Pero entonces, un poderoso sonido llenó el aire, ominoso, terrible. Les atenazó el corazón a todos. Isabel dejó escapar un pequeño grito. Era la tabla: amenazaba con un buen y sonoro crujido.
– ¡Retrocede! -le llamaban sus compañeros, fuera de sí-. ¡Se parte, David, se parte!
David aguantaba la respiración. Tenía los brazos tensos como cables, y el estómago era un músculo prieto y dolorido. Muy despacio, volvió la cabeza hacia atrás, intentando no perder el equilibrio. Vio las caras de sus amigos: eran un mapa de las tierras yermas del terror.

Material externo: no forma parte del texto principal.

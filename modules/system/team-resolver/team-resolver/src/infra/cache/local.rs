use std::time::Duration;

use access_security::TeamSet;
use async_trait::async_trait;
use dashmap::DashMap;
use team_resolver_sdk::{CacheError, TeamCache};
use tokio::time::Instant;

#[derive(Debug, Clone)]
struct Entry {
    teams: TeamSet,
    expires_at: Instant,
}

/// In-process team cache with absolute per-entry expiry.
///
/// Expired entries are indistinguishable from absent ones and are purged
/// lazily when read. Used on its own for single-instance deployments and as
/// the degraded-mode store behind [`super::RedisTeamCache`].
#[derive(Debug, Default)]
pub struct LocalTeamCache {
    entries: DashMap<String, Entry>,
}

impl LocalTeamCache {
    #[must_use]
    pub fn new() -> Self {
        Self::default()
    }

    /// Synchronous [`TeamCache::get`].
    #[must_use]
    pub fn get_now(&self, identity: &str) -> Option<TeamSet> {
        let now = Instant::now();
        if let Some(entry) = self.entries.get(identity)
            && now <= entry.expires_at
        {
            return Some(entry.teams.clone());
        }
        self.entries
            .remove_if(identity, |_, entry| now > entry.expires_at);
        None
    }

    /// Synchronous [`TeamCache::set`].
    pub fn set_now(&self, identity: &str, teams: &TeamSet, ttl: Duration) {
        let entry = Entry {
            teams: teams.clone(),
            expires_at: Instant::now() + ttl,
        };
        self.entries.insert(identity.to_owned(), entry);
    }

    /// Synchronous [`TeamCache::clear`].
    pub fn clear_now(&self) {
        self.entries.clear();
    }

    /// Number of stored entries, including expired ones not yet purged.
    #[must_use]
    pub fn len(&self) -> usize {
        self.entries.len()
    }

    #[must_use]
    pub fn is_empty(&self) -> bool {
        self.entries.is_empty()
    }
}

#[async_trait]
impl TeamCache for LocalTeamCache {
    async fn get(&self, identity: &str) -> Option<TeamSet> {
        self.get_now(identity)
    }

    async fn set(&self, identity: &str, teams: &TeamSet, ttl: Duration) {
        self.set_now(identity, teams, ttl);
    }

    fn is_healthy(&self) -> bool {
        true
    }

    async fn clear(&self) -> Result<(), CacheError> {
        self.clear_now();
        Ok(())
    }
}

#[cfg(test)]
#[cfg_attr(coverage_nightly, coverage(off))]
mod tests {
    use super::*;

    fn teams(slugs: &[&str]) -> TeamSet {
        slugs.iter().collect()
    }

    #[tokio::test(start_paused = true)]
    async fn set_then_get_before_ttl_returns_the_set() {
        let cache = LocalTeamCache::new();
        cache
            .set("u@x.no", &teams(&["flex"]), Duration::from_secs(60))
            .await;

        tokio::time::advance(Duration::from_secs(59)).await;

        assert_eq!(cache.get("u@x.no").await, Some(teams(&["flex"])));
    }

    #[tokio::test(start_paused = true)]
    async fn empty_set_is_a_cacheable_answer() {
        let cache = LocalTeamCache::new();
        cache.set("u@x.no", &TeamSet::new(), Duration::from_secs(5)).await;

        assert_eq!(cache.get("u@x.no").await, Some(TeamSet::new()));
        assert_eq!(cache.get("other@x.no").await, None);
    }

    #[tokio::test(start_paused = true)]
    async fn expired_entry_is_absent_until_set_again() {
        let cache = LocalTeamCache::new();
        cache
            .set("u@x.no", &teams(&["flex"]), Duration::from_secs(10))
            .await;

        tokio::time::advance(Duration::from_secs(11)).await;
        assert_eq!(cache.get("u@x.no").await, None);
        assert!(cache.is_empty(), "expired entry should be purged on read");

        cache
            .set("u@x.no", &teams(&["team-esyfo"]), Duration::from_secs(10))
            .await;
        assert_eq!(cache.get("u@x.no").await, Some(teams(&["team-esyfo"])));
    }

    #[tokio::test]
    async fn clear_purges_everything() {
        let cache = LocalTeamCache::new();
        cache.set("a", &teams(&["x"]), Duration::from_secs(60)).await;
        cache.set("b", &TeamSet::new(), Duration::from_secs(60)).await;

        cache.clear().await.unwrap();

        assert!(cache.is_empty());
        assert!(cache.is_healthy());
        assert_eq!(cache.get("a").await, None);
    }
}
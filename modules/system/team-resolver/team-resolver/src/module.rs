//! Team resolver module bootstrap.

use std::path::Path;
use std::sync::Arc;

use anyhow::Context;
use axum::Router;
use secrecy::ExposeSecret;
use team_resolver_sdk::{TeamAccessClient, TeamCache, TeamDirectoryClient};
use tracing::info;

use crate::api::rest;
use crate::config::{CacheBackend, CacheConfig, DirectoryConfig, TeamResolverConfig, TtlPolicy};
use crate::domain::{AccessResolver, LegacyMembershipTable, TeamAccessLocalClient};
use crate::infra::cache::{LocalTeamCache, RedisTeamCache};
use crate::infra::directory::GraphQlTeamDirectory;

/// Team Resolver module.
///
/// Built once at process start. This module:
/// 1. Builds the team cache (in-process, or Redis with in-process fallback)
/// 2. Builds the directory client when a directory is configured
/// 3. Wires the access resolver with the legacy mapping and fallback policies
/// 4. Hands out the [`TeamAccessClient`], the request middleware and admin routes
#[derive(Clone)]
pub struct TeamResolverModule {
    client: Arc<TeamAccessLocalClient>,
}

impl std::fmt::Debug for TeamResolverModule {
    fn fmt(&self, f: &mut std::fmt::Formatter<'_>) -> std::fmt::Result {
        f.debug_struct("TeamResolverModule")
            .field("client", &self.client)
            .finish()
    }
}

impl TeamResolverModule {
    pub const MODULE_NAME: &'static str = "team-resolver";

    /// Load configuration from an optional YAML file plus environment and
    /// build the module.
    ///
    /// # Errors
    ///
    /// Returns an error if the configuration cannot be loaded or is invalid.
    pub fn load(path: Option<&Path>) -> anyhow::Result<Self> {
        let cfg = TeamResolverConfig::load(path).context("failed to load team resolver config")?;
        Self::init(&cfg)
    }

    /// Build the module from configuration.
    ///
    /// # Errors
    ///
    /// Returns an error if the Redis backend is selected without a URL, or
    /// the Redis URL or directory settings are invalid.
    #[tracing::instrument(skip_all, fields(backend = ?cfg.cache.backend))]
    pub fn init(cfg: &TeamResolverConfig) -> anyhow::Result<Self> {
        info!(
            directory_configured = cfg.directory.is_some(),
            legacy_groups = cfg.legacy.groups.len(),
            "Initializing {} module",
            Self::MODULE_NAME
        );

        let ttl = cfg.cache.ttl_policy();
        let cache = build_cache(&cfg.cache)?;
        let directory = build_directory(cfg.directory.as_ref(), &cache, ttl)?;
        let legacy = LegacyMembershipTable::new(&cfg.legacy.groups);
        if directory.is_none() && legacy.is_empty() {
            tracing::warn!(
                "No team directory and no legacy group mapping configured; every request will be denied"
            );
        }

        let resolver = AccessResolver::new(cache, directory, legacy, cfg.fallback, &cfg.selection);
        let client = Arc::new(TeamAccessLocalClient::new(Arc::new(resolver)));

        info!("{} module initialized", Self::MODULE_NAME);
        Ok(Self { client })
    }

    #[must_use]
    pub fn client(&self) -> Arc<dyn TeamAccessClient> {
        self.client.clone()
    }

    /// Apply the team access middleware to `router`.
    #[must_use]
    pub fn scope<S>(&self, router: Router<S>) -> Router<S>
    where
        S: Clone + Send + Sync + 'static,
    {
        rest::with_team_access(router, self.client())
    }

    #[must_use]
    pub fn admin_router(&self) -> Router {
        rest::admin_router(self.client())
    }
}

fn build_cache(cfg: &CacheConfig) -> anyhow::Result<Arc<dyn TeamCache>> {
    match cfg.backend {
        CacheBackend::Local => {
            info!("Using in-process team cache");
            Ok(Arc::new(LocalTeamCache::new()))
        }
        CacheBackend::Redis => {
            let url = cfg
                .redis_url
                .as_ref()
                .context("cache.redis_url is required for the redis backend")?;
            let cache = RedisTeamCache::new(
                url.expose_secret(),
                &cfg.key_prefix,
                cfg.operation_timeout(),
            )
            .context("invalid cache.redis_url")?;
            info!(prefix = %cfg.key_prefix, "Using Redis team cache");
            Ok(Arc::new(cache))
        }
    }
}

fn build_directory(
    cfg: Option<&DirectoryConfig>,
    cache: &Arc<dyn TeamCache>,
    ttl: TtlPolicy,
) -> anyhow::Result<Option<Arc<dyn TeamDirectoryClient>>> {
    let Some(cfg) = cfg else {
        info!("No team directory configured; resolving from legacy mapping");
        return Ok(None);
    };
    let client = GraphQlTeamDirectory::new(cfg, Arc::clone(cache), ttl)
        .context("invalid directory configuration")?;
    info!(url = %cfg.url, "Team directory client configured");
    Ok(Some(Arc::new(client)))
}
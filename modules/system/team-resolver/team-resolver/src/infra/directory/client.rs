use std::sync::Arc;
use std::time::Duration;

use access_security::{Principal, TeamSet};
use async_trait::async_trait;
use dashmap::DashMap;
use reqwest::header::{AUTHORIZATION, HeaderValue};
use secrecy::{ExposeSecret, SecretString};
use team_resolver_sdk::{
    DirectoryDiagnostics, LookupError, LookupResult, TeamCache, TeamDirectoryClient,
};
use thiserror::Error;
use tokio::time::{Instant, timeout};

use super::telemetry::Telemetry;
use super::wire::{self, GraphQlRequest};
use crate::config::{DirectoryConfig, TtlPolicy};

type Parser = fn(&[u8]) -> LookupResult<TeamSet>;

/// Cache identity of "the current caller" lookups.
const CALLER_IDENTITY_PREFIX: &str = "caller:";

/// Invalid directory client configuration.
#[derive(Debug, Error)]
pub enum DirectoryBuildError {
    #[error("directory url is not configured")]
    MissingUrl,

    #[error("invalid directory url '{url}': {reason}")]
    InvalidUrl { url: String, reason: String },

    #[error("invalid directory service token")]
    InvalidServiceToken,

    #[error("failed to build HTTP client: {0}")]
    Client(String),
}

#[derive(Debug)]
struct RecentFailure {
    error: LookupError,
    until: Instant,
}

/// Cache-aside client for the GraphQL team-membership directory.
///
/// Cheap to clone; clones share the HTTP pool, cache handle, failure memo
/// and telemetry.
#[derive(Clone)]
pub struct GraphQlTeamDirectory {
    inner: Arc<Inner>,
}

struct Inner {
    http: reqwest::Client,
    url: reqwest::Url,
    service_auth: Option<HeaderValue>,
    cache: Arc<dyn TeamCache>,
    ttl: TtlPolicy,
    request_timeout: Duration,
    failure_memo: Duration,
    failures: DashMap<String, RecentFailure>,
    telemetry: Telemetry,
}

impl std::fmt::Debug for GraphQlTeamDirectory {
    fn fmt(&self, f: &mut std::fmt::Formatter<'_>) -> std::fmt::Result {
        f.debug_struct("GraphQlTeamDirectory")
            .field("url", &self.inner.url.as_str())
            .field("request_timeout", &self.inner.request_timeout)
            .field("failure_memo", &self.inner.failure_memo)
            .finish_non_exhaustive()
    }
}

impl GraphQlTeamDirectory {
    /// # Errors
    ///
    /// Returns [`DirectoryBuildError`] if the URL is missing or malformed,
    /// the service token cannot be sent as a header, or the HTTP client
    /// cannot be built.
    pub fn new(
        config: &DirectoryConfig,
        cache: Arc<dyn TeamCache>,
        ttl: TtlPolicy,
    ) -> Result<Self, DirectoryBuildError> {
        let raw_url = config.url.trim();
        if raw_url.is_empty() {
            return Err(DirectoryBuildError::MissingUrl);
        }
        let url = reqwest::Url::parse(raw_url).map_err(|e| DirectoryBuildError::InvalidUrl {
            url: raw_url.to_owned(),
            reason: e.to_string(),
        })?;
        let service_auth = config
            .service_token
            .as_ref()
            .map(bearer_header)
            .transpose()
            .map_err(|_| DirectoryBuildError::InvalidServiceToken)?;
        let http = reqwest::Client::builder()
            .connect_timeout(config.connect_timeout())
            .build()
            .map_err(|e| DirectoryBuildError::Client(e.to_string()))?;

        Ok(Self {
            inner: Arc::new(Inner {
                http,
                url,
                service_auth,
                cache,
                ttl,
                request_timeout: config.request_timeout(),
                failure_memo: config.failure_memo(),
                failures: DashMap::new(),
                telemetry: Telemetry::default(),
            }),
        })
    }

    /// Cache-aside lookup. `identity` keys the cache and the failure memo;
    /// `None` always goes to the directory and stores nothing.
    async fn lookup(
        &self,
        identity: Option<String>,
        request: GraphQlRequest,
        auth: Option<HeaderValue>,
        parse: Parser,
    ) -> LookupResult<TeamSet> {
        let inner = &self.inner;
        if let Some(identity) = identity.as_deref() {
            if let Some(teams) = inner.cache.get(identity).await {
                inner.telemetry.cache_hit();
                return Ok(teams);
            }
            inner.telemetry.cache_miss();

            if let Some(error) = inner.recent_failure(identity) {
                inner.telemetry.replayed_failure();
                return Err(LookupError::RecentFailure(Box::new(error)));
            }
        }

        // Detached so a dropped request still lets the call finish and fill the cache.
        let task = tokio::spawn(Arc::clone(inner).call(identity, request, auth, parse));
        task.await
            .unwrap_or_else(|e| Err(LookupError::Transport(format!("directory task failed: {e}"))))
    }
}

impl Inner {
    fn recent_failure(&self, identity: &str) -> Option<LookupError> {
        if self.failure_memo.is_zero() {
            return None;
        }
        let now = Instant::now();
        if let Some(entry) = self.failures.get(identity)
            && now < entry.until
        {
            return Some(entry.error.clone());
        }
        self.failures.remove_if(identity, |_, entry| now >= entry.until);
        None
    }

    async fn call(
        self: Arc<Self>,
        identity: Option<String>,
        request: GraphQlRequest,
        auth: Option<HeaderValue>,
        parse: Parser,
    ) -> LookupResult<TeamSet> {
        self.telemetry.call_started();
        let started = Instant::now();
        let outcome = timeout(self.request_timeout, self.fetch(&request, auth, parse))
            .await
            .unwrap_or(Err(LookupError::Timeout(self.request_timeout)));

        match &outcome {
            Ok(teams) => {
                tracing::debug!(
                    operation = request.operation,
                    teams = teams.len(),
                    elapsed_ms = u64::try_from(started.elapsed().as_millis()).unwrap_or(u64::MAX),
                    "Directory lookup succeeded"
                );
                self.telemetry.call_succeeded();
                if let Some(identity) = identity {
                    self.failures.remove(&identity);
                    self.cache
                        .set(&identity, teams, self.ttl.for_len(teams.len()))
                        .await;
                }
            }
            Err(error) => {
                self.telemetry.call_failed(error.to_string());
                if let Some(identity) = identity {
                    self.remember_failure(identity, error);
                }
            }
        }
        outcome
    }

    /// Memoize a live failure. Expired entries of every identity are swept on
    /// each insert.
    fn remember_failure(&self, identity: String, error: &LookupError) {
        if self.failure_memo.is_zero() {
            return;
        }
        let now = Instant::now();
        self.failures.retain(|_, entry| now < entry.until);
        self.failures.insert(
            identity,
            RecentFailure {
                error: error.clone(),
                until: now + self.failure_memo,
            },
        );
    }

    async fn fetch(
        &self,
        request: &GraphQlRequest,
        auth: Option<HeaderValue>,
        parse: Parser,
    ) -> LookupResult<TeamSet> {
        let mut builder = self.http.post(self.url.clone()).json(request);
        if let Some(auth) = auth {
            builder = builder.header(AUTHORIZATION, auth);
        }

        let response = builder.send().await.map_err(|e| self.map_transport(&e))?;
        let status = response.status();
        if !status.is_success() {
            return Err(LookupError::Status {
                status: status.as_u16(),
                detail: status
                    .canonical_reason()
                    .unwrap_or("unexpected status")
                    .to_owned(),
            });
        }

        let body = response.bytes().await.map_err(|e| self.map_transport(&e))?;
        parse(&body)
    }

    fn map_transport(&self, err: &reqwest::Error) -> LookupError {
        if err.is_timeout() {
            LookupError::Timeout(self.request_timeout)
        } else {
            LookupError::Transport(err.to_string())
        }
    }
}

fn bearer_header(token: &SecretString) -> Result<HeaderValue, reqwest::header::InvalidHeaderValue> {
    let mut value = HeaderValue::from_str(&format!("Bearer {}", token.expose_secret()))?;
    value.set_sensitive(true);
    Ok(value)
}

#[async_trait]
impl TeamDirectoryClient for GraphQlTeamDirectory {
    #[tracing::instrument(skip_all)]
    async fn lookup_by_identity(&self, email: &str) -> LookupResult<TeamSet> {
        let identity = email.trim().to_lowercase();
        if identity.is_empty() {
            return Ok(TeamSet::new());
        }
        let request = GraphQlRequest::teams_by_email(&identity);
        let auth = self.inner.service_auth.clone();
        self.lookup(Some(identity), request, auth, wire::parse_by_email)
            .await
    }

    #[tracing::instrument(skip_all, fields(user_id = %caller.user_id()))]
    async fn lookup_current_caller(&self, caller: &Principal) -> LookupResult<TeamSet> {
        let auth = match caller.bearer_token() {
            Some(token) => Some(bearer_header(token).map_err(|_| {
                LookupError::Transport("caller credential is not a valid header value".to_owned())
            })?),
            None => self.inner.service_auth.clone(),
        };
        // Callers without a user id are never cached or memoized.
        let user_id = caller.user_id().trim();
        let identity =
            (!user_id.is_empty()).then(|| format!("{CALLER_IDENTITY_PREFIX}{user_id}"));
        self.lookup(
            identity,
            GraphQlRequest::teams_of_caller(),
            auth,
            wire::parse_caller,
        )
        .await
    }

    fn diagnostics(&self) -> DirectoryDiagnostics {
        self.inner.telemetry.snapshot()
    }
}
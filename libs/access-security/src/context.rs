use serde::Serialize;
use thiserror::Error;

use crate::principal::Principal;
use crate::team::{TeamSet, TeamSource, normalize_slug};

/// Rejected attempt to build an [`AuthorizationContext`].
#[derive(Debug, Error, PartialEq, Eq)]
pub enum AuthorizationContextError {
    #[error("selected team '{0}' is not in the authorized team set")]
    SelectedTeamNotAuthorized(String),
}

/// Result of team access resolution for a single request.
///
/// Built once by the access resolver and inserted into the request's
/// extensions; downstream handlers only read it. `selected_team` is always a
/// member of `authorized_teams`.
#[derive(Debug, Clone, Serialize)]
pub struct AuthorizationContext {
    principal: Principal,
    authorized_teams: TeamSet,
    selected_team: String,
    source: TeamSource,
}

impl AuthorizationContext {
    /// # Errors
    ///
    /// Returns [`AuthorizationContextError::SelectedTeamNotAuthorized`] when
    /// `selected_team` is not a member of `authorized_teams`.
    pub fn new(
        principal: Principal,
        authorized_teams: TeamSet,
        selected_team: &str,
        source: TeamSource,
    ) -> Result<Self, AuthorizationContextError> {
        match normalize_slug(selected_team) {
            Some(selected) if authorized_teams.contains(&selected) => Ok(Self {
                principal,
                authorized_teams,
                selected_team: selected,
                source,
            }),
            _ => Err(AuthorizationContextError::SelectedTeamNotAuthorized(
                selected_team.to_owned(),
            )),
        }
    }

    #[must_use]
    pub fn principal(&self) -> &Principal {
        &self.principal
    }

    #[must_use]
    pub fn authorized_teams(&self) -> &TeamSet {
        &self.authorized_teams
    }

    /// The single team that scopes this request's analytics queries.
    #[must_use]
    pub fn selected_team(&self) -> &str {
        &self.selected_team
    }

    #[must_use]
    pub fn source(&self) -> TeamSource {
        self.source
    }
}
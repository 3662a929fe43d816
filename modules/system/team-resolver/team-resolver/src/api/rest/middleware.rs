use std::sync::Arc;

use access_security::Principal;
use axum::extract::{Request, State};
use axum::http::{Method, StatusCode, header};
use axum::middleware::Next;
use axum::response::{IntoResponse, Response};
use serde::Deserialize;
use team_resolver_sdk::TeamAccessClient;

use super::error::{Problem, resolver_error_to_response};

/// Shared state of [`team_access_middleware`].
#[derive(Clone)]
pub struct TeamAccessState {
    pub client: Arc<dyn TeamAccessClient>,
}

impl TeamAccessState {
    #[must_use]
    pub fn new(client: Arc<dyn TeamAccessClient>) -> Self {
        Self { client }
    }
}

#[derive(Debug, Default, Deserialize)]
struct TeamQuery {
    team: Option<String>,
}

/// Team access middleware.
///
/// Runs after authentication. For each request:
/// 1. Skips CORS preflight requests
/// 2. Takes the verified [`Principal`] from request extensions (absent means unauthenticated)
/// 3. Reads the optional `team` query parameter
/// 4. Resolves team access and inserts the `AuthorizationContext` into request extensions,
///    or answers with a problem response carrying the denial reason
pub async fn team_access_middleware(
    State(state): State<TeamAccessState>,
    mut req: Request,
    next: Next,
) -> Response {
    if is_preflight_request(req.method(), req.headers()) {
        return next.run(req).await;
    }

    let requested = match requested_team(req.uri().query()) {
        Ok(team) => team,
        Err(e) => {
            tracing::debug!(error = %e, "Rejecting malformed query string");
            return Problem::new(
                StatusCode::BAD_REQUEST,
                "Bad Request",
                "Malformed 'team' query parameter",
            )
            .into_response();
        }
    };
    let principal = req.extensions().get::<Principal>().cloned();

    match state
        .client
        .resolve(principal.as_ref(), requested.as_deref())
        .await
    {
        Ok(ctx) => {
            req.extensions_mut().insert(ctx);
            next.run(req).await
        }
        Err(err) => resolver_error_to_response(&err),
    }
}

fn requested_team(query: Option<&str>) -> Result<Option<String>, serde_urlencoded::de::Error> {
    let Some(query) = query else {
        return Ok(None);
    };
    let parsed: TeamQuery = serde_urlencoded::from_str(query)?;
    Ok(parsed.team.filter(|t| !t.trim().is_empty()))
}

fn is_preflight_request(method: &Method, headers: &axum::http::HeaderMap) -> bool {
    method == Method::OPTIONS
        && headers.contains_key(header::ORIGIN)
        && headers.contains_key(header::ACCESS_CONTROL_REQUEST_METHOD)
}
//! Administrative and diagnostic routes.

use std::sync::Arc;

use axum::extract::State;
use axum::http::StatusCode;
use axum::response::{IntoResponse, Response};
use axum::routing::{delete, get};
use axum::{Json, Router};
use team_resolver_sdk::{TeamAccessClient, TeamAccessHealth};

use super::error::cache_error_to_response;

pub const HEALTH_PATH: &str = "/internal/team-access/health";
pub const CACHE_PATH: &str = "/internal/team-access/cache";

#[derive(Clone)]
struct AdminState {
    client: Arc<dyn TeamAccessClient>,
}

/// `GET /internal/team-access/health` and `DELETE /internal/team-access/cache`.
///
/// Mount behind the operator authentication of the hosting service.
#[must_use]
pub fn admin_router(client: Arc<dyn TeamAccessClient>) -> Router {
    Router::new()
        .route(HEALTH_PATH, get(health))
        .route(CACHE_PATH, delete(clear_cache))
        .with_state(AdminState { client })
}

async fn health(State(state): State<AdminState>) -> Json<TeamAccessHealth> {
    Json(state.client.health().await)
}

async fn clear_cache(State(state): State<AdminState>) -> Response {
    match state.client.clear_cache().await {
        Ok(()) => {
            tracing::info!("Team cache cleared");
            StatusCode::NO_CONTENT.into_response()
        }
        Err(e) => cache_error_to_response(&e),
    }
}
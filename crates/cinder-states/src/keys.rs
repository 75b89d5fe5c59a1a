//! Cache key derivation.

use cinder_core::RepositoryId;

/// Key for the latest state of a repository across all branches.
pub fn repository_key(id: &RepositoryId) -> String {
    format!("state:{}", id)
}

/// Key for the latest state of a repository on one branch.
pub fn branch_key(id: &RepositoryId, branch: &str) -> String {
    format!("state:{}-{}", id, branch)
}

/// Key for either scope.
pub fn state_key(id: &RepositoryId, branch: Option<&str>) -> String {
    match branch {
        Some(branch) => branch_key(id, branch),
        None => repository_key(id),
    }
}
//! The build-state cache.

use std::sync::Arc;

use cinder_core::{BuildState, RepositoryId, Result};
use tracing::{debug, warn};

use crate::config::StatesConfig;
use crate::keys;
use crate::memcached::MemcachedStore;
use crate::policy;
use crate::record::StateRecord;
use crate::retry::RetryStore;
use crate::store::{MemoryStore, StateStore};

/// Latest-build-state cache, keyed per repository and per branch.
///
/// Writes are gated by the freshness policy independently for the branch
/// entry and the repository-global entry; reads are plain lookups with no
/// freshness logic.
#[derive(Clone)]
pub struct StatesCache {
    store: Arc<dyn StateStore>,
}

impl StatesCache {
    pub fn new(store: Arc<dyn StateStore>) -> Self {
        Self { store }
    }

    /// Build a cache from configuration: the remote store behind the retry
    /// wrapper when an endpoint is given, the in-memory store otherwise.
    pub fn from_config(config: &StatesConfig) -> Self {
        let store: Arc<dyn StateStore> = match &config.endpoint {
            Some(endpoint) => Arc::new(RetryStore::new(
                MemcachedStore::new(endpoint.clone()),
                config.retries,
                config.jitter,
            )),
            None => Arc::new(MemoryStore::new()),
        };
        Self { store }
    }

    /// Decoded record for the requested scope, or `None` when nothing has
    /// ever been written there. Undecodable payloads count as missing.
    pub async fn fetch(
        &self,
        id: &RepositoryId,
        branch: Option<&str>,
    ) -> Result<Option<StateRecord>> {
        self.read(&keys::state_key(id, branch)).await
    }

    /// The outcome alone, for status and badge lookups.
    pub async fn fetch_state(
        &self,
        id: &RepositoryId,
        branch: Option<&str>,
    ) -> Result<Option<BuildState>> {
        Ok(self.fetch(id, branch).await?.map(|record| record.state))
    }

    /// Record a build completion, updating the branch entry (when a branch
    /// is given) and the repository-global entry. Each entry is only
    /// touched when the record is strictly newer than what is stored
    /// there; a skipped entry is not an error and does not block the
    /// other.
    pub async fn write(
        &self,
        id: &RepositoryId,
        branch: Option<&str>,
        source: impl Into<StateRecord>,
    ) -> Result<()> {
        let record = source.into();
        let payload = record.to_bytes()?;

        if let Some(branch) = branch {
            self.write_if_newer(&keys::branch_key(id, branch), &record, &payload)
                .await?;
        }
        self.write_if_newer(&keys::repository_key(id), &record, &payload)
            .await?;

        Ok(())
    }

    async fn write_if_newer(
        &self,
        key: &str,
        record: &StateRecord,
        payload: &[u8],
    ) -> Result<()> {
        let current = self.read(key).await?;
        if !policy::should_update(current.and_then(|r| r.finished_at), record.finished_at) {
            debug!("Skipping write to {}, stored state is newer", key);
            return Ok(());
        }
        self.store.set(key, payload).await?;
        debug!("Wrote {:?} under {}", record.state, key);
        Ok(())
    }

    async fn read(&self, key: &str) -> Result<Option<StateRecord>> {
        let Some(bytes) = self.store.get(key).await? else {
            return Ok(None);
        };
        if bytes.is_empty() {
            return Ok(None);
        }
        match StateRecord::from_bytes(&bytes) {
            Ok(record) => Ok(Some(record)),
            Err(err) => {
                warn!("Discarding undecodable payload under {}: {}", key, err);
                Ok(None)
            }
        }
    }
}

– Eh… no pasa nada… -dijo, intentando mostrar una buena sonrisa, pero no tuvo tiempo. La tabla volvió a crujir, un fuerte y definitivo crac, seguido de un sonido que parecía el de un revólver de gran calibre. La tabla de partió en dos, levantando una nube de polvo blanco. David se precipitó hacia el vacío, con las manos extendidas. Cayó un par de pisos más abajo, en mitad de la pequeña calle que separaba los edificios y se partió ambas piernas y los dos brazos. Su boca escupió un aparatoso chorro de sangre.
Isabel chillaba. Arturo permanecía asomado con los brazos extendidos; no había sido lo bastante rápido como para cogerle por los pies. Miraba abajo, al fardo descoyuntado que era ahora su amigo. No acababa de asimilarlo… había sido tan rápido… Detrás suya le llegaba el sordo rumor de unos gritos, como amortiguados por una almohada. Alguien lloraba… ¿Mary, era Mary? A través de la piadosa neblina que cubría toda la escena, Arturo creyó comprender lo que veía abajo… se le habían echado encima, estaban encima del cuerpo de su amigo. Al principio uno, luego dos… tironeaban de las extremidades, clavaban sus bocas inmundas en todas las heridas. Arturo negaba con la cabeza, pero no podía apartar la vista de aquel dantesco espectáculo. Con creciente horror, empezó a ser consciente del sonido de una sirena que venía in crescendo de abajo, de la calle. Entonces lo entendió del todo… No era una sirena. Era David, aún estaba vivo, y gritaba, gritaba con tal intensidad que Arturo tuvo que cerrar los ojos, taparse los oídos y abrirse camino hacia el interior de la casa.
Seis negritos. Uno fue devorado, y cinco quedaron.